Replaces one-year advanced programme in art therapy
At OsloMet, there is nearly 25 years of art therapy experience through further education in art therapy. This one year advanced programme in art therapy is now being replaced by the new master’s degree programme.
The art therapy programme option will be delivered as a part-time programme spanning three years and will be taught in English, but students will have the opportunity to complete their exams in a Scandinavian language.
The programme is research-based, and all the courses include practical training in art therapy methods.
“The art therapy programme has been designed for those with a deep interest in the therapeutic aspects of art processes and interaction with people, both in practice and in research,” Rankanen explains.
“Applicants should have an interest in studying and critically reflecting on their own and relational experiences and feelings associated with the art therapy process and its effects. Applicants should also be able to tolerate differences and accept incompleteness as part of the art therapeutic process of development and change.”
First in the Nordic region
Rankanen looks forward to welcoming the first-year group next autumn.
“I am delighted that we are finally able to launch the first master’s degree programme in art therapy and contribute towards the establishment and development of research-based art therapy practices not only in Norway but in the Nordic region as a whole.”
“I am also looking forward to the opportunity to develop interdisciplinary art therapy research projects at OsloMet.

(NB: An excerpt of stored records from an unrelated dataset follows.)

use super::{ExprId, ExprKind, Expression};

// This iterates only over direct subexpressions, not recursively. The subexpressions are yielded in
// evaluation order, so that dataflow passes can walk them front to back.
//
// Every node has at most one lone child followed by a list of children, which lets both iterators
// share a single concrete return type regardless of the node kind.

impl Expression {
    pub fn subexprs(&self) -> impl DoubleEndedIterator<Item = ExprId> + '_ {
        let (a, b): (Option<ExprId>, &[ExprId]) = match &self.kind {
            ExprKind::ArrayLength { array: expr }
            | ExprKind::InstanceOf { object: expr, .. }
            | ExprKind::CheckCast { object: expr, .. }
            | ExprKind::Convert { value: expr, .. }
            | ExprKind::Unary { operand: expr, .. }
            | ExprKind::IncDec { target: expr, .. }
            | ExprKind::MonitorEnter { object: expr }
            | ExprKind::MonitorExit { object: expr } => (Some(*expr), &[]),

            ExprKind::ArrayElement { array: a, index: b }
            | ExprKind::Binary { lhs: a, rhs: b, .. }
            | ExprKind::Logical { lhs: a, rhs: b, .. }
            | ExprKind::Assign {
                target: a,
                value: b,
            }
            | ExprKind::OpAssign {
                target: a,
                value: b,
                ..
            } => (Some(*a), core::slice::from_ref(b)),

            ExprKind::Ternary {
                condition,
                branches,
            } => (Some(*condition), branches),

            ExprKind::Field { object, .. } => (*object, &[]),

            ExprKind::Call {
                object, arguments, ..
            } => (*object, arguments),

            ExprKind::NewArray { lengths: list, .. }
            | ExprKind::ArrayInitializer { elements: list, .. }
            | ExprKind::Construct {
                arguments: list, ..
            }
            | ExprKind::Dynamic {
                arguments: list, ..
            }
            | ExprKind::StringConcat { parts: list } => (None, list),

            ExprKind::Slot(_) | ExprKind::Local(_) | ExprKind::Const(_) | ExprKind::New { .. } => {
                (None, &[])
            }
        };

        a.into_iter().chain(b.iter().copied())
    }

    pub fn subexprs_mut(&mut self) -> impl DoubleEndedIterator<Item = &mut ExprId> {
        let (a, b): (Option<&mut ExprId>, &mut [ExprId]) = match &mut self.kind {
            ExprKind::ArrayLength { array: expr }
            | ExprKind::InstanceOf { object: expr, .. }
            | ExprKind::CheckCast { object: expr, .. }
            | ExprKind::Convert { value: expr, .. }
            | ExprKind::Unary { operand: expr, .. }
            | ExprKind::IncDec { target: expr, .. }
            | ExprKind::MonitorEnter { object: expr }
            | ExprKind::MonitorExit { object: expr } => (Some(expr), &mut []),

            ExprKind::ArrayElement { array: a, index: b }
            | ExprKind::Binary { lhs: a, rhs: b, .. }
            | ExprKind::Logical { lhs: a, rhs: b, .. }
            | ExprKind::Assign {
                target: a,
                value: b,
            }
            | ExprKind::OpAssign {
                target: a,
                value: b,
                ..
            } => (Some(a), core::slice::from_mut(b)),

            ExprKind::Ternary {
                condition,
                branches,
            } => (Some(condition), branches),

            ExprKind::Field { object, .. } => (object.as_mut(), &mut []),

            ExprKind::Call {
                object, arguments, ..
            } => (object.as_mut(), arguments),

            ExprKind::NewArray { lengths: list, .. }
            | ExprKind::ArrayInitializer { elements: list, .. }
            | ExprKind::Construct {
                arguments: list, ..
            }
            | ExprKind::Dynamic {
                arguments: list, ..
            }
            | ExprKind::StringConcat { parts: list } => (None, list),

            ExprKind::Slot(_) | ExprKind::Local(_) | ExprKind::Const(_) | ExprKind::New { .. } => {
                (None, &mut [])
            }
        };

        a.into_iter().chain(b.iter_mut())
    }
}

The new study programme has been in the planning for quite some time and the journey has, at times, been tortuous. However, this was not all negative,” according to Rankanen.
“The lengthy process allowed us to develop the contents of the art therapy courses together with international and Norwegian art therapists, educators and researchers.”
“It also enabled us to participate in highly inspiring interdisciplinary development processes and discussions internally at OsloMet, as well as between the Faculty of Health Sciences and the Faculty of Technology, Art and Design.”
“In this way, we have succeeded in creating a well-functioning structure and fascinating content for the art therapy programme option.”